→ **EXERCISE REQUIREMENTS**:
Where a line below has the string "call" in it, include it in the count, and give that count alone.

○ ○ ○ ○ ○ ○ ○

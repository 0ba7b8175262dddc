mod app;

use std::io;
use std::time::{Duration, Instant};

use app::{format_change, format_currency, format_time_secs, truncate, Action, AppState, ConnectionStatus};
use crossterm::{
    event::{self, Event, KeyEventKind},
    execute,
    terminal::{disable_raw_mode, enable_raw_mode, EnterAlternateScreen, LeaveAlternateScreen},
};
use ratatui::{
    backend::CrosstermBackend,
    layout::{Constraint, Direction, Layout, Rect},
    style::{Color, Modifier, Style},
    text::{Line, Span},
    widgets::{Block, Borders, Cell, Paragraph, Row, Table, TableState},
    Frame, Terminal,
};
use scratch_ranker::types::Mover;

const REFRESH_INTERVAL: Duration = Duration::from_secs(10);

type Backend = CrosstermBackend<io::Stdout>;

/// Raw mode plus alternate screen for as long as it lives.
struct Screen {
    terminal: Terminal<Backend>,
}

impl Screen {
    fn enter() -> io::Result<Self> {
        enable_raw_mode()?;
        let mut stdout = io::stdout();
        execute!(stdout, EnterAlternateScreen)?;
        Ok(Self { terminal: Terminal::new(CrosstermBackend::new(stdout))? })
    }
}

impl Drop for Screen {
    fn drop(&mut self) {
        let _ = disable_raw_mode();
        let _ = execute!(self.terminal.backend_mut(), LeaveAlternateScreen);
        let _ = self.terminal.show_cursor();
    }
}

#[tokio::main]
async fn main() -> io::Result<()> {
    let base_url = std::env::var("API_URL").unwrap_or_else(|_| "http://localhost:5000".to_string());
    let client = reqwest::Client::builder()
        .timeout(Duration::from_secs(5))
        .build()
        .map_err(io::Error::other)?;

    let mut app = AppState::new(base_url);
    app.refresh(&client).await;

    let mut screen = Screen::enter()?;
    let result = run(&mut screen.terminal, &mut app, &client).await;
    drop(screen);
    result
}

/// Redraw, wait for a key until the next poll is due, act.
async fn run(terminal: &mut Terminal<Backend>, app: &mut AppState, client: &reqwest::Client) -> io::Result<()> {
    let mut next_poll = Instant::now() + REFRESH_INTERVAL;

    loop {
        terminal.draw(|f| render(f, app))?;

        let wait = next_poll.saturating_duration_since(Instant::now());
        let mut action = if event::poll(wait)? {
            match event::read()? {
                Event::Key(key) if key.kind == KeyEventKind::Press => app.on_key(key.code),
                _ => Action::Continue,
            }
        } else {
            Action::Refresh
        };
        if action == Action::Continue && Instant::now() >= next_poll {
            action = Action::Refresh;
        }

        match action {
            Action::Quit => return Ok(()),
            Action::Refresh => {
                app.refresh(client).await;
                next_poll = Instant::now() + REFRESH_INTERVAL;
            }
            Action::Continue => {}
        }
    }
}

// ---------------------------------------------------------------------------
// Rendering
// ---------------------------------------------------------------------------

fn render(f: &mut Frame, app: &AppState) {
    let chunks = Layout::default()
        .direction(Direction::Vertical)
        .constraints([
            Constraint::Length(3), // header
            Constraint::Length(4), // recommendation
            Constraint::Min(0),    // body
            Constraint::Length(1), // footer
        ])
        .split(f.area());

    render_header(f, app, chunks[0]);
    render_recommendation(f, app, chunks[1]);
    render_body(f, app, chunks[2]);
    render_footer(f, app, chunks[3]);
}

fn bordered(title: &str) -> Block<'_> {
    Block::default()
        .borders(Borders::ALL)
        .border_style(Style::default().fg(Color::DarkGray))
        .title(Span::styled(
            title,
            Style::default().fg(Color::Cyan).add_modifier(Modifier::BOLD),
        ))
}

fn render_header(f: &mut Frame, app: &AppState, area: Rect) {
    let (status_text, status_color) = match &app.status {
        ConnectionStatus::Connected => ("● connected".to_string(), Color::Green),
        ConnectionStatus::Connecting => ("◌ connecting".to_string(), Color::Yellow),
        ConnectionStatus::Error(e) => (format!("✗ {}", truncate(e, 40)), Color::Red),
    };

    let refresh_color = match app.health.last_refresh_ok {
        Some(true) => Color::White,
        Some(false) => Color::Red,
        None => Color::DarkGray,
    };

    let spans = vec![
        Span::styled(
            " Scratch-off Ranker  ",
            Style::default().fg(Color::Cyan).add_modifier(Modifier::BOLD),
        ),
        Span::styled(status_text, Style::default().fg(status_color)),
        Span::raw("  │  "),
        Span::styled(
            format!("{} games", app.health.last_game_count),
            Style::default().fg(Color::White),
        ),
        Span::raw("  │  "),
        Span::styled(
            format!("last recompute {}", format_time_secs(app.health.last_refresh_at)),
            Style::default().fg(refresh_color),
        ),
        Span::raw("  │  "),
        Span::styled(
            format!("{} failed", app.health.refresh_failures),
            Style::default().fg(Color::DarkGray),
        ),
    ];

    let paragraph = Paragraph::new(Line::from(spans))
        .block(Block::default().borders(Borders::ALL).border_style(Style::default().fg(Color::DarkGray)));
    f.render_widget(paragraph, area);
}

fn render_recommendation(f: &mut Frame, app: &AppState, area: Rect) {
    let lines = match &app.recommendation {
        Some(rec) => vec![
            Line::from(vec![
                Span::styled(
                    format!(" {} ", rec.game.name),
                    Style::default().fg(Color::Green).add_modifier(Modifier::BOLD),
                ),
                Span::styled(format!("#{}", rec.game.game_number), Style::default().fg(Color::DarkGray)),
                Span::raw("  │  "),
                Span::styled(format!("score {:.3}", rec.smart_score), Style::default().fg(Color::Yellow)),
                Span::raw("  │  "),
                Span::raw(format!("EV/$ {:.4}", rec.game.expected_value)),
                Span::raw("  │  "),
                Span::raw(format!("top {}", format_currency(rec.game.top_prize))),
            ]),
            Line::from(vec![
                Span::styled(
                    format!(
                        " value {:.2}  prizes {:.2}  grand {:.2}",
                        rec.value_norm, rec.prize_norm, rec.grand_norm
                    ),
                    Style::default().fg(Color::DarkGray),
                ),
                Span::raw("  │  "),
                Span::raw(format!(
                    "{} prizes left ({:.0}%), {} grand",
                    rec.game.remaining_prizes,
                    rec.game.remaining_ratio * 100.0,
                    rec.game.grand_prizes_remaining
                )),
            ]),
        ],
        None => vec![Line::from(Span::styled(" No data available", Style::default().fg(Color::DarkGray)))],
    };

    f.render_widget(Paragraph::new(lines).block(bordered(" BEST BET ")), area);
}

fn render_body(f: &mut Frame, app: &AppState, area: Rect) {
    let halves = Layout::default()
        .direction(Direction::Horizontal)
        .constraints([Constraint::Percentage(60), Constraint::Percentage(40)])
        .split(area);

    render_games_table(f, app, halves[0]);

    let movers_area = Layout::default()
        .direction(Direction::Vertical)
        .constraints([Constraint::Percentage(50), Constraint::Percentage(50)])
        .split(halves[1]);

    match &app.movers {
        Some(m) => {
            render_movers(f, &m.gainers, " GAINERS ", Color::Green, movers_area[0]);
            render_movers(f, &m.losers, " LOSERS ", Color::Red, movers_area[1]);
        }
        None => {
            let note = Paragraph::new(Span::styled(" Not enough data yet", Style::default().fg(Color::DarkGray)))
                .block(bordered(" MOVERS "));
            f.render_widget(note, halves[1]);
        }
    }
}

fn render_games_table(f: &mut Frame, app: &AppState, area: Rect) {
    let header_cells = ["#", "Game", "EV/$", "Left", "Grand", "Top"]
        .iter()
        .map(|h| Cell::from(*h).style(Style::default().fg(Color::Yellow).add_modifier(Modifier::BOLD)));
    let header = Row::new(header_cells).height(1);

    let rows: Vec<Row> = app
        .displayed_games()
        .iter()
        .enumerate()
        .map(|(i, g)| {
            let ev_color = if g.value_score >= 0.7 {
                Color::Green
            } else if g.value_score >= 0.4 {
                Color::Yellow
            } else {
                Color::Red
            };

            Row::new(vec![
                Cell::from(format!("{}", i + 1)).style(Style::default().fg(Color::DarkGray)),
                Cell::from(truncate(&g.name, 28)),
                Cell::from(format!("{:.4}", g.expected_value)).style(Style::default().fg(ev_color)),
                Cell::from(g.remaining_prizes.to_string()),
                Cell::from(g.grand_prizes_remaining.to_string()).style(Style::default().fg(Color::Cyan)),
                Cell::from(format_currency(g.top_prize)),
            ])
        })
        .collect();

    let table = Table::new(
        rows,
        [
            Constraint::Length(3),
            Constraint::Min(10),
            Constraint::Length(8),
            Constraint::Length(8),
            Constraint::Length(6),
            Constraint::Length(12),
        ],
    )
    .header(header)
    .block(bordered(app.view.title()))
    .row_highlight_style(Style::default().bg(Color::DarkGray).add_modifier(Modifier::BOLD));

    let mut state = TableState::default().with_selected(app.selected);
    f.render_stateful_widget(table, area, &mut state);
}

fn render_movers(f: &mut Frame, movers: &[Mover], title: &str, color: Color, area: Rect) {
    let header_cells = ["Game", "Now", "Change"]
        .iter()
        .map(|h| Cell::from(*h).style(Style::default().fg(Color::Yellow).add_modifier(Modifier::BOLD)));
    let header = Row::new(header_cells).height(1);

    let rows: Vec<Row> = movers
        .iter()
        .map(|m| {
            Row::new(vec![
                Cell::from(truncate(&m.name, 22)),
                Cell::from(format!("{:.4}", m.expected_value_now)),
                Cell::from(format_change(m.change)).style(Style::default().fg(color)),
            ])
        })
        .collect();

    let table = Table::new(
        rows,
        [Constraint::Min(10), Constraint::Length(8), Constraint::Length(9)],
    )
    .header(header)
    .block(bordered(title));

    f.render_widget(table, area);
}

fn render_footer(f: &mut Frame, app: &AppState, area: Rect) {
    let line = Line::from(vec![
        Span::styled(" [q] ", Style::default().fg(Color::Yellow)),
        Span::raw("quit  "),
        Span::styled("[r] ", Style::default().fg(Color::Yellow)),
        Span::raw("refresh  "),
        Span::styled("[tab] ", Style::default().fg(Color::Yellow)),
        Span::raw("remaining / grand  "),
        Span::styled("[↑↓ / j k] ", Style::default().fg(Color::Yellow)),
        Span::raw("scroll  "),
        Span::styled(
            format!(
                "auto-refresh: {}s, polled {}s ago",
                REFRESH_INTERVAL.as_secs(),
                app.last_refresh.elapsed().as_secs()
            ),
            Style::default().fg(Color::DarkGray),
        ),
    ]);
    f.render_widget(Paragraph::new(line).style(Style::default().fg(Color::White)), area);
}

○ ○ ○ ○ ○ ○ ○

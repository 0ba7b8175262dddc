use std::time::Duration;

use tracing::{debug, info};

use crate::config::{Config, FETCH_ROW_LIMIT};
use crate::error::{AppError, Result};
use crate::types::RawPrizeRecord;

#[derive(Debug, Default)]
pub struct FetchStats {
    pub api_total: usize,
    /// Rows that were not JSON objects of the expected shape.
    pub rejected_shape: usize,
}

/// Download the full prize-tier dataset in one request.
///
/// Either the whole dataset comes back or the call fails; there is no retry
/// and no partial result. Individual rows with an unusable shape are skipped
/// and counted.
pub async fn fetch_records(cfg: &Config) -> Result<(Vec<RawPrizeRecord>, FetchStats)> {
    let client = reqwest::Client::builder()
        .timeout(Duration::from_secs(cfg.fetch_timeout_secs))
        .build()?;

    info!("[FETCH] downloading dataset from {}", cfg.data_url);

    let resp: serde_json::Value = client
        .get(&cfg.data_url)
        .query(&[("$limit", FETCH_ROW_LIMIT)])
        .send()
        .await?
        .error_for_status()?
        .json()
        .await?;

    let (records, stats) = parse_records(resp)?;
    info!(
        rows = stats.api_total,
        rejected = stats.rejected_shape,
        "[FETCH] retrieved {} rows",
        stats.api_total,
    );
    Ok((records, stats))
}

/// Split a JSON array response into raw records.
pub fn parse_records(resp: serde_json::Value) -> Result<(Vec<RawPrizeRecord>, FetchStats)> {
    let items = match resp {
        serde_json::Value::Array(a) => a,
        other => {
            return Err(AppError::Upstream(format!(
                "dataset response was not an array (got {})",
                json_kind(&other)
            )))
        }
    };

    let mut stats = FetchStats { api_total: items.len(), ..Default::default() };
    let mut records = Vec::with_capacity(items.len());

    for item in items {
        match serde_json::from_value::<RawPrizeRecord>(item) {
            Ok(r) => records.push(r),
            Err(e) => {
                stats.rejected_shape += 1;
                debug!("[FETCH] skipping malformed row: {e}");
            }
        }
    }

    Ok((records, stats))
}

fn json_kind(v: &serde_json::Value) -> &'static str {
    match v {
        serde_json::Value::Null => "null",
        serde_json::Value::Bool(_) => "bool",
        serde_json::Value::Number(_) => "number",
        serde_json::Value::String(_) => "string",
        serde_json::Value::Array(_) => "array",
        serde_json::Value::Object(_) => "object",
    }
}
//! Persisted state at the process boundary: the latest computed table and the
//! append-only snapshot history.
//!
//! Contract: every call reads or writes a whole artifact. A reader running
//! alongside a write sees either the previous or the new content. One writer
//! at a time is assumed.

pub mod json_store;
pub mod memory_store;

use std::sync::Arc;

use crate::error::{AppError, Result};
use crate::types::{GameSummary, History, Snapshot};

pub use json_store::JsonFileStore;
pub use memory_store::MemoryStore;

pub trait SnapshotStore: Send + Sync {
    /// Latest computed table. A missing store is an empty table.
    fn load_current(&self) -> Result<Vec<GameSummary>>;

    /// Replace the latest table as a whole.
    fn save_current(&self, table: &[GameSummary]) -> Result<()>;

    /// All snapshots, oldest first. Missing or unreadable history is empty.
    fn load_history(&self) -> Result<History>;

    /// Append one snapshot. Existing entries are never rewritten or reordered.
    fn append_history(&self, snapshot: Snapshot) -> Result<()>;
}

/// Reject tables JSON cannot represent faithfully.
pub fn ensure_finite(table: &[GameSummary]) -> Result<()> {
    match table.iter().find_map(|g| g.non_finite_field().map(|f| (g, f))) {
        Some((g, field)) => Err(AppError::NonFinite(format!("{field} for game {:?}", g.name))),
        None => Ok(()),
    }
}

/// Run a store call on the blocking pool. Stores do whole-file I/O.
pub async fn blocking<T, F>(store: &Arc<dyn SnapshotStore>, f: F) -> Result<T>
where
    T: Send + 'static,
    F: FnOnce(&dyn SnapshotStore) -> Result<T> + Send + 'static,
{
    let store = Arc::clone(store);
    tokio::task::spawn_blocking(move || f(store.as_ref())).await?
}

○ ○ ○ ○ ○ ○ ○

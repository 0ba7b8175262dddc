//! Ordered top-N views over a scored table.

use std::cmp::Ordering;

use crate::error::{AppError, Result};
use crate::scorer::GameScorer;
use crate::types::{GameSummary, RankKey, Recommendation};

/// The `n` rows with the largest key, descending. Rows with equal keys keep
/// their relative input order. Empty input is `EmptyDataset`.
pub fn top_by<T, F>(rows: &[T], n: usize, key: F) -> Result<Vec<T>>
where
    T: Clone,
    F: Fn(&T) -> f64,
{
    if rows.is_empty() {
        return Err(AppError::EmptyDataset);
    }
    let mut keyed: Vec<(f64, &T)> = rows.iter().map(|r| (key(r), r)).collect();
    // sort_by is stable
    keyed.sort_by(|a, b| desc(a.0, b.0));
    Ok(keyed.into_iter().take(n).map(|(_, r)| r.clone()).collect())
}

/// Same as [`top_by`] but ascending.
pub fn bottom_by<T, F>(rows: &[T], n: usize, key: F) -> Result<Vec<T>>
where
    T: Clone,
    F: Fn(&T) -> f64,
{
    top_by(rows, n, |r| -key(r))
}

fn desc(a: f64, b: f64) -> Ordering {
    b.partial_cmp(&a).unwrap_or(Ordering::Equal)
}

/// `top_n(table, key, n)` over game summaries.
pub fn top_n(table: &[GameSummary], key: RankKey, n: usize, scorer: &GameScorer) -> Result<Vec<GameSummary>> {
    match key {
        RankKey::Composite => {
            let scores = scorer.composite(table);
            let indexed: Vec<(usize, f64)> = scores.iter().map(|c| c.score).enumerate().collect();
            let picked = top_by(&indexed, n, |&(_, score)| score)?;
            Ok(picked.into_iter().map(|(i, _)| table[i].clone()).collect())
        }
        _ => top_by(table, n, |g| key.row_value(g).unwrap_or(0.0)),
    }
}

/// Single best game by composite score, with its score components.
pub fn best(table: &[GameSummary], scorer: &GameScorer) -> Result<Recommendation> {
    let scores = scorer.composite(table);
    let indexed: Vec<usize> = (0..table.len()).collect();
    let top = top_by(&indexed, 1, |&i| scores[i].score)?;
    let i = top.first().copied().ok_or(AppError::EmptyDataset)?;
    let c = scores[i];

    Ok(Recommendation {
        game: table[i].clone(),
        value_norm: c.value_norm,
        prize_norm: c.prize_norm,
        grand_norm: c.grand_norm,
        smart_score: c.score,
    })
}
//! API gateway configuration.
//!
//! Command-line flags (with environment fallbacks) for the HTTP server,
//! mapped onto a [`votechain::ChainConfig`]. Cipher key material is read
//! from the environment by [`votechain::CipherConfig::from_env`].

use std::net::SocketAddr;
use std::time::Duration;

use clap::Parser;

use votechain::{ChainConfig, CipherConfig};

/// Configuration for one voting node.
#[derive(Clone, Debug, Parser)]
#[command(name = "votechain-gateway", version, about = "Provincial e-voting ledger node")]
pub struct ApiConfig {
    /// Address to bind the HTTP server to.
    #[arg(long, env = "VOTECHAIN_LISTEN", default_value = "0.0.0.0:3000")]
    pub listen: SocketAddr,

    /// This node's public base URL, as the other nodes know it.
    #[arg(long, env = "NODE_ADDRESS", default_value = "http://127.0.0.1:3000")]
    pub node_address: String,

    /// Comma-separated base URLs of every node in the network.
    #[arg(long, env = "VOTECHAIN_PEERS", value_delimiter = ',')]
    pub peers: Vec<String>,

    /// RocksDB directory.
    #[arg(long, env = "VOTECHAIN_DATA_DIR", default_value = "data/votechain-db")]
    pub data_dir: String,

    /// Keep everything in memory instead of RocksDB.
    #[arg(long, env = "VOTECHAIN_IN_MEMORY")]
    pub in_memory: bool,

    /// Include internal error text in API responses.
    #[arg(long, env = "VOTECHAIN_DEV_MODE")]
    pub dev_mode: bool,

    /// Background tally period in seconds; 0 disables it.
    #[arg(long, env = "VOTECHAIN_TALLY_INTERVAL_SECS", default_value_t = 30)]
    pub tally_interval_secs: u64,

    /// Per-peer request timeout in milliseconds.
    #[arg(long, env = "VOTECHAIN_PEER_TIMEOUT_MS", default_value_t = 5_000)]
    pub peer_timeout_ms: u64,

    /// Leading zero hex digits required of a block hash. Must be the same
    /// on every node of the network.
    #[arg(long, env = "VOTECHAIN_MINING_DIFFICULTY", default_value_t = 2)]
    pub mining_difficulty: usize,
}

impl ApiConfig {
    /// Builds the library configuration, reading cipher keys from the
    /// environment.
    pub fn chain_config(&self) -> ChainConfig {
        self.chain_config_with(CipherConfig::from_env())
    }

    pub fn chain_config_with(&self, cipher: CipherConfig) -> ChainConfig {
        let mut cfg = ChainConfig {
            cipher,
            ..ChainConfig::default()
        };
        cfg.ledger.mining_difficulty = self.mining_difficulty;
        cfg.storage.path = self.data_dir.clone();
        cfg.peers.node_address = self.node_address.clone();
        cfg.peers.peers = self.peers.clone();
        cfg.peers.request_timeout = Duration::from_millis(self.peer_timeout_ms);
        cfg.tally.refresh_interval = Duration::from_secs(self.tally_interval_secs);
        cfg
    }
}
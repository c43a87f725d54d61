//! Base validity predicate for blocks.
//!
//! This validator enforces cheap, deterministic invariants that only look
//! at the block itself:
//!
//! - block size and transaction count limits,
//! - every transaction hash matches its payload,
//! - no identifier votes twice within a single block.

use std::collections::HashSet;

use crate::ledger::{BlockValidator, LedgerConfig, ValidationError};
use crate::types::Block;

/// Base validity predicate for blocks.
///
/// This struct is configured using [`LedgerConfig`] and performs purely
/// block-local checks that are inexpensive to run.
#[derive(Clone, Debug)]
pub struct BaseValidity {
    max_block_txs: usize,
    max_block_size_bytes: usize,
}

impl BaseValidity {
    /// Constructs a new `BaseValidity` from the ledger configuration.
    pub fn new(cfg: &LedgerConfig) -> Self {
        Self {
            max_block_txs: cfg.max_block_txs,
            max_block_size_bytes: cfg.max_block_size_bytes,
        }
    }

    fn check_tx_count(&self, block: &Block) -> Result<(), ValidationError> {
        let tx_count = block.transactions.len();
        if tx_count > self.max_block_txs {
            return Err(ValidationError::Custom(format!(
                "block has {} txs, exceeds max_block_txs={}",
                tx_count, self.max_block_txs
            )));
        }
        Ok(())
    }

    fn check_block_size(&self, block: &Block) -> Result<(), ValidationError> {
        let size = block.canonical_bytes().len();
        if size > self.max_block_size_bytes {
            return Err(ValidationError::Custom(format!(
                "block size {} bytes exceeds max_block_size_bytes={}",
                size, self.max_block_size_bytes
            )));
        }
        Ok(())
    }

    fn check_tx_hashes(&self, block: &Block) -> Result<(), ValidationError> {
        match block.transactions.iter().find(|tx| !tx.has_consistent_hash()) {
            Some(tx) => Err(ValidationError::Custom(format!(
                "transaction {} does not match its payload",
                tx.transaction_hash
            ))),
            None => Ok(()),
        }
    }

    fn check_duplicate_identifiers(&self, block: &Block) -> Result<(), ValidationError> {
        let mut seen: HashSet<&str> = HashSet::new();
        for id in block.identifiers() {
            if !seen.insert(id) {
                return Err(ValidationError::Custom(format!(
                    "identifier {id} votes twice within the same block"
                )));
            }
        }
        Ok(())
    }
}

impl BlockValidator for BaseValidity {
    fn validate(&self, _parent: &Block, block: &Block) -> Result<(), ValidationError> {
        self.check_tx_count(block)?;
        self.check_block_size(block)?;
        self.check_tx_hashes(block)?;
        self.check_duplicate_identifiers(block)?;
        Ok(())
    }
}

○ ○ ○ ○ ○ ○ ○

→ **TASK RESULT**:
3